I’m starting to see what Freud may have meant. He says we all seek a mate who mirrors our opposite sex parents. I don’t believe in the full-fledged Oedipus complex theory (I don’t romantically seek to date my actual father or anything remotely creepy).
When I was a little girl, I could always count on my Dad to comfort me when I was sad or in trouble. Even when I stole a chocolate bar, and when I threatened to beat up a girl in my grade two class, he gave me a hug, pressing my head into his belly or armpit (as I grew) and kiss the top of my head. When a girl was picking on me in grade seven and I finally told him about it, he held me while I cried and rocked me back and forth in a tight hug. I know that even today, if I really needed to, I could go to him with anything and he’d hug me and tell me it’d be all right. He’d mean it too. I had a strained relationship with my mum in my teenage years, which retrospect has allowed me to see is fairly typical. During all that though, my Dad was always on my side. He wrote back to the teenage angst- notes I’d leave him, telling me it would be OK.

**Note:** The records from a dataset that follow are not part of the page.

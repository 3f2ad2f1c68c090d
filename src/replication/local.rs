//! In-Process Consensus Provider
//!
//! A replicated log shared by N state machines in one process. It gives the
//! ordering contract the command log relies on without running an election:
//! every replica applies every entry exactly once, in index order, and the
//! replica that submitted an entry receives its own apply response.
//!
//! ```text
//! submit ──► [order: append under lock] ──► spawn replicate
//!                   (bounded by timeout)         │
//!                                                ▼
//!                       replica 1 ◄── catch_up ──┼── catch_up ──► replica N
//!                                                │
//!                                     compact behind snapshot
//! ```
//!
//! The timeout covers ordering only. An entry that was appended is applied
//! everywhere even if its submitter stopped waiting.

use std::collections::{HashMap, VecDeque};
use std::sync::atomic::{AtomicBool, AtomicU64, Ordering};
use std::sync::Arc;
use std::time::Duration;

use async_trait::async_trait;
use futures::future::join_all;
use parking_lot::Mutex;
use tokio::sync::oneshot;
use tracing::{debug, info, warn};

use crate::domain::ports::{ConsensusError, ConsensusProvider, StateMachine};
use crate::error::Result;

#[derive(Clone)]
struct LogEntry {
    index: u64,
    origin: u64,
    payload: Arc<Vec<u8>>,
}

#[derive(Clone)]
struct LogSnapshot {
    index: u64,
    data: Arc<Vec<u8>>,
}

struct Replica {
    id: u64,
    machine: Arc<dyn StateMachine>,
    applied: AtomicU64,
    /// Serializes applies on this replica
    apply_lock: tokio::sync::Mutex<()>,
}

struct LogState {
    entries: VecDeque<LogEntry>,
    next_index: u64,
    snapshot: Option<LogSnapshot>,
    replicas: Vec<Arc<Replica>>,
}

impl LogState {
    fn entry(&self, index: u64) -> Option<LogEntry> {
        let first = self.entries.front()?.index;
        if index < first {
            return None;
        }
        self.entries.get((index - first) as usize).cloned()
    }
}

struct Cluster {
    state: tokio::sync::Mutex<LogState>,
    waiters: Mutex<HashMap<u64, oneshot::Sender<Vec<u8>>>>,
    quorum_lost: AtomicBool,
    ordering_delay: Mutex<Duration>,
    next_replica: AtomicU64,
    snapshot_threshold: usize,
}

/// Shared in-process log. Cloning yields another handle to the same log.
#[derive(Clone)]
pub struct LocalConsensus {
    cluster: Arc<Cluster>,
}

impl LocalConsensus {
    /// Create an empty log that compacts after `snapshot_threshold` entries.
    pub fn new(snapshot_threshold: usize) -> Self {
        Self {
            cluster: Arc::new(Cluster {
                state: tokio::sync::Mutex::new(LogState {
                    entries: VecDeque::new(),
                    next_index: 1,
                    snapshot: None,
                    replicas: Vec::new(),
                }),
                waiters: Mutex::new(HashMap::new()),
                quorum_lost: AtomicBool::new(false),
                ordering_delay: Mutex::new(Duration::ZERO),
                next_replica: AtomicU64::new(1),
                snapshot_threshold: snapshot_threshold.max(1),
            }),
        }
    }

    /// Register a state machine as a new replica.
    ///
    /// A replica joining after compaction restores the latest snapshot and
    /// then replays the retained tail of the log.
    pub async fn join(&self, machine: Arc<dyn StateMachine>) -> Result<LocalReplica> {
        let cluster = &self.cluster;
        let replica = Arc::new(Replica {
            id: cluster.next_replica.fetch_add(1, Ordering::Relaxed),
            machine,
            applied: AtomicU64::new(0),
            apply_lock: tokio::sync::Mutex::new(()),
        });

        {
            // Registered under the log lock so compaction never truncates past it
            let guard = replica.apply_lock.lock().await;
            let snapshot = {
                let mut state = cluster.state.lock().await;
                let snapshot = state.snapshot.clone();
                if let Some(s) = &snapshot {
                    replica.applied.store(s.index, Ordering::Release);
                }
                state.replicas.push(Arc::clone(&replica));
                snapshot
            };

            if let Some(snapshot) = snapshot {
                if let Err(e) = replica.machine.restore(&snapshot.data).await {
                    cluster
                        .state
                        .lock()
                        .await
                        .replicas
                        .retain(|r| r.id != replica.id);
                    return Err(e);
                }
                info!(replica = replica.id, index = snapshot.index, "Replica restored from snapshot");
            }
            drop(guard);
        }

        cluster.catch_up(&replica).await;
        info!(replica = replica.id, "Replica joined");
        Ok(LocalReplica {
            cluster: Arc::clone(cluster),
            id: replica.id,
        })
    }

    /// Simulate losing (or regaining) a quorum.
    pub fn set_quorum_lost(&self, lost: bool) {
        self.cluster.quorum_lost.store(lost, Ordering::SeqCst);
    }

    /// Delay every ordering step by `delay`.
    pub fn set_ordering_delay(&self, delay: Duration) {
        *self.cluster.ordering_delay.lock() = delay;
    }

    /// Index of the last appended entry, 0 when empty.
    pub async fn last_index(&self) -> u64 {
        self.cluster.state.lock().await.next_index - 1
    }

    /// Number of entries retained after compaction.
    pub async fn retained_entries(&self) -> usize {
        self.cluster.state.lock().await.entries.len()
    }

    /// Index covered by the latest snapshot.
    pub async fn snapshot_index(&self) -> Option<u64> {
        self.cluster
            .state
            .lock()
            .await
            .snapshot
            .as_ref()
            .map(|s| s.index)
    }

    /// Wait until every replica has applied every appended entry.
    pub async fn settle(&self) {
        self.cluster.replicate().await;
    }
}

impl Cluster {
    async fn append(
        &self,
        origin: u64,
        payload: Vec<u8>,
    ) -> std::result::Result<oneshot::Receiver<Vec<u8>>, ConsensusError> {
        let delay = *self.ordering_delay.lock();
        if !delay.is_zero() {
            tokio::time::sleep(delay).await;
        }

        let mut state = self.state.lock().await;
        if !state.replicas.iter().any(|r| r.id == origin) {
            return Err(ConsensusError::Closed);
        }
        let index = state.next_index;
        state.next_index += 1;

        let (tx, rx) = oneshot::channel();
        self.waiters.lock().insert(index, tx);
        state.entries.push_back(LogEntry {
            index,
            origin,
            payload: Arc::new(payload),
        });
        debug!(index, origin, "Appended log entry");
        Ok(rx)
    }

    async fn replicate(&self) {
        let replicas = self.state.lock().await.replicas.clone();
        join_all(replicas.iter().map(|replica| self.catch_up(replica))).await;
        self.maybe_compact().await;
    }

    /// Apply every entry `replica` has not seen yet, in order.
    async fn catch_up(&self, replica: &Replica) {
        let _guard = replica.apply_lock.lock().await;
        loop {
            let next = replica.applied.load(Ordering::Acquire) + 1;
            let Some(entry) = self.state.lock().await.entry(next) else {
                break;
            };

            let response = replica.machine.apply(entry.index, &entry.payload).await;
            replica.applied.store(entry.index, Ordering::Release);

            if entry.origin == replica.id {
                if let Some(waiter) = self.waiters.lock().remove(&entry.index) {
                    // The submitter may have stopped waiting
                    let _ = waiter.send(response);
                }
            }
        }
    }

    async fn maybe_compact(&self) {
        let source = {
            let state = self.state.lock().await;
            if state.entries.len() < self.snapshot_threshold {
                return;
            }
            match state.replicas.first() {
                Some(replica) => Arc::clone(replica),
                None => return,
            }
        };

        let (index, data) = {
            let _guard = source.apply_lock.lock().await;
            let index = source.applied.load(Ordering::Acquire);
            match source.machine.snapshot().await {
                Ok(data) => (index, data),
                Err(e) => {
                    warn!(error = %e, "Snapshot failed, log not compacted");
                    return;
                }
            }
        };

        let mut state = self.state.lock().await;
        let floor = state
            .replicas
            .iter()
            .map(|r| r.applied.load(Ordering::Acquire))
            .min()
            .unwrap_or(index)
            .min(index);

        if state.snapshot.as_ref().map_or(true, |s| s.index < index) {
            state.snapshot = Some(LogSnapshot {
                index,
                data: Arc::new(data),
            });
        }
        while state.entries.front().is_some_and(|e| e.index <= floor) {
            state.entries.pop_front();
        }
        info!(
            snapshot_index = index,
            retained = state.entries.len(),
            "Compacted replicated log"
        );
    }
}

/// One replica's handle on the shared log.
#[derive(Clone)]
pub struct LocalReplica {
    cluster: Arc<Cluster>,
    id: u64,
}

impl LocalReplica {
    pub fn id(&self) -> u64 {
        self.id
    }
}

#[async_trait]
impl ConsensusProvider for LocalReplica {
    async fn submit(
        &self,
        payload: Vec<u8>,
        timeout: Duration,
    ) -> std::result::Result<Vec<u8>, ConsensusError> {
        if self.cluster.quorum_lost.load(Ordering::SeqCst) {
            return Err(ConsensusError::QuorumLost);
        }

        let receiver = tokio::time::timeout(timeout, self.cluster.append(self.id, payload))
            .await
            .map_err(|_| ConsensusError::Timeout(timeout))??;

        let cluster = Arc::clone(&self.cluster);
        tokio::spawn(async move { cluster.replicate().await });

        receiver.await.map_err(|_| ConsensusError::Closed)
    }
}
//! Domain Events
//!
//! Immutable records of significant tier-protocol occurrences: committed
//! mutations, rollbacks, compensations and background maintenance.
//!
//! # Example
//!
//! ```ignore
//! let event = DomainEvent::student_created("s1");
//! event_publisher.publish(event).await?;
//! ```

use chrono::{DateTime, Utc};
use serde::{Deserialize, Serialize};

/// Domain event representing a significant occurrence in the system.
#[derive(Debug, Clone, Serialize, Deserialize)]
#[serde(tag = "type")]
pub enum DomainEvent {
    // =========================================================================
    // Mutation Events
    // =========================================================================
    /// A student was committed to all tiers.
    StudentCreated {
        student_id: String,
        timestamp: DateTime<Utc>,
    },

    /// A partial update was committed.
    StudentUpdated {
        student_id: String,
        subjects: Vec<String>,
        timestamp: DateTime<Utc>,
    },

    /// A student was removed from all tiers.
    StudentRemoved {
        student_id: String,
        timestamp: DateTime<Utc>,
    },

    /// A mutation was abandoned and its relational transaction rolled back.
    MutationRolledBack {
        student_id: String,
        operation: String,
        reason: String,
        timestamp: DateTime<Utc>,
    },

    /// The cache copy was rebuilt from the system of record after a failure.
    CacheCompensated {
        student_id: String,
        succeeded: bool,
        timestamp: DateTime<Utc>,
    },

    // =========================================================================
    // Maintenance Events
    // =========================================================================
    /// The distributed cache was replaced with the hottest students.
    CacheRewarmed {
        student_ids: Vec<String>,
        timestamp: DateTime<Utc>,
    },

    /// The volatile tier sweep removed expired keys.
    ExpiredKeysSwept {
        removed: usize,
        timestamp: DateTime<Utc>,
    },

    /// Replica state was replaced from a snapshot.
    SnapshotRestored {
        students: usize,
        timestamp: DateTime<Utc>,
    },
}

impl DomainEvent {
    /// Get the event type as a string.
    pub fn event_type(&self) -> &'static str {
        match self {
            DomainEvent::StudentCreated { .. } => "StudentCreated",
            DomainEvent::StudentUpdated { .. } => "StudentUpdated",
            DomainEvent::StudentRemoved { .. } => "StudentRemoved",
            DomainEvent::MutationRolledBack { .. } => "MutationRolledBack",
            DomainEvent::CacheCompensated { .. } => "CacheCompensated",
            DomainEvent::CacheRewarmed { .. } => "CacheRewarmed",
            DomainEvent::ExpiredKeysSwept { .. } => "ExpiredKeysSwept",
            DomainEvent::SnapshotRestored { .. } => "SnapshotRestored",
        }
    }

    /// Get the student this event concerns, if any.
    pub fn student_id(&self) -> Option<&str> {
        match self {
            DomainEvent::StudentCreated { student_id, .. }
            | DomainEvent::StudentUpdated { student_id, .. }
            | DomainEvent::StudentRemoved { student_id, .. }
            | DomainEvent::MutationRolledBack { student_id, .. }
            | DomainEvent::CacheCompensated { student_id, .. } => Some(student_id),
            _ => None,
        }
    }

    pub fn student_created(student_id: impl Into<String>) -> Self {
        DomainEvent::StudentCreated {
            student_id: student_id.into(),
            timestamp: Utc::now(),
        }
    }

    pub fn student_updated(student_id: impl Into<String>, subjects: Vec<String>) -> Self {
        DomainEvent::StudentUpdated {
            student_id: student_id.into(),
            subjects,
            timestamp: Utc::now(),
        }
    }

    pub fn student_removed(student_id: impl Into<String>) -> Self {
        DomainEvent::StudentRemoved {
            student_id: student_id.into(),
            timestamp: Utc::now(),
        }
    }

    pub fn rolled_back(
        student_id: impl Into<String>,
        operation: impl Into<String>,
        reason: impl std::fmt::Display,
    ) -> Self {
        DomainEvent::MutationRolledBack {
            student_id: student_id.into(),
            operation: operation.into(),
            reason: reason.to_string(),
            timestamp: Utc::now(),
        }
    }

    pub fn cache_compensated(student_id: impl Into<String>, succeeded: bool) -> Self {
        DomainEvent::CacheCompensated {
            student_id: student_id.into(),
            succeeded,
            timestamp: Utc::now(),
        }
    }

    pub fn cache_rewarmed(student_ids: Vec<String>) -> Self {
        DomainEvent::CacheRewarmed {
            student_ids,
            timestamp: Utc::now(),
        }
    }

    pub fn expired_swept(removed: usize) -> Self {
        DomainEvent::ExpiredKeysSwept {
            removed,
            timestamp: Utc::now(),
        }
    }

    pub fn snapshot_restored(students: usize) -> Self {
        DomainEvent::SnapshotRestored {
            students,
            timestamp: Utc::now(),
        }
    }
}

Now, I feel like no matter what, I could go to boyfriend and he always knows just what to say, and just how to hug me, to make me feel better. Last night, for instance, I was upset and down and mad and sad. He took me and buried my face on his shoulder and held me tight and told me it’d be OK. He kissed the top of my head, and let me collapse my arms, shoulders and head on top of his shoulders and chest. I even thought to myself how glad I was to have a man who knew how to make me feel better the way my Dad used to when I was little.
It’s a nice feeling, a comfort, to know that no matter how bad I screw up, or how miserable I am, I always have a shoulder and a set of arms to wrap me up and tell me it will be OK. It’s more than faith in the universe and belief that everything truly will be OK, because there’s only so much I can believe in when left on my own and when it seems things couldn’t get worse. I’m supported, and that makes everything OK.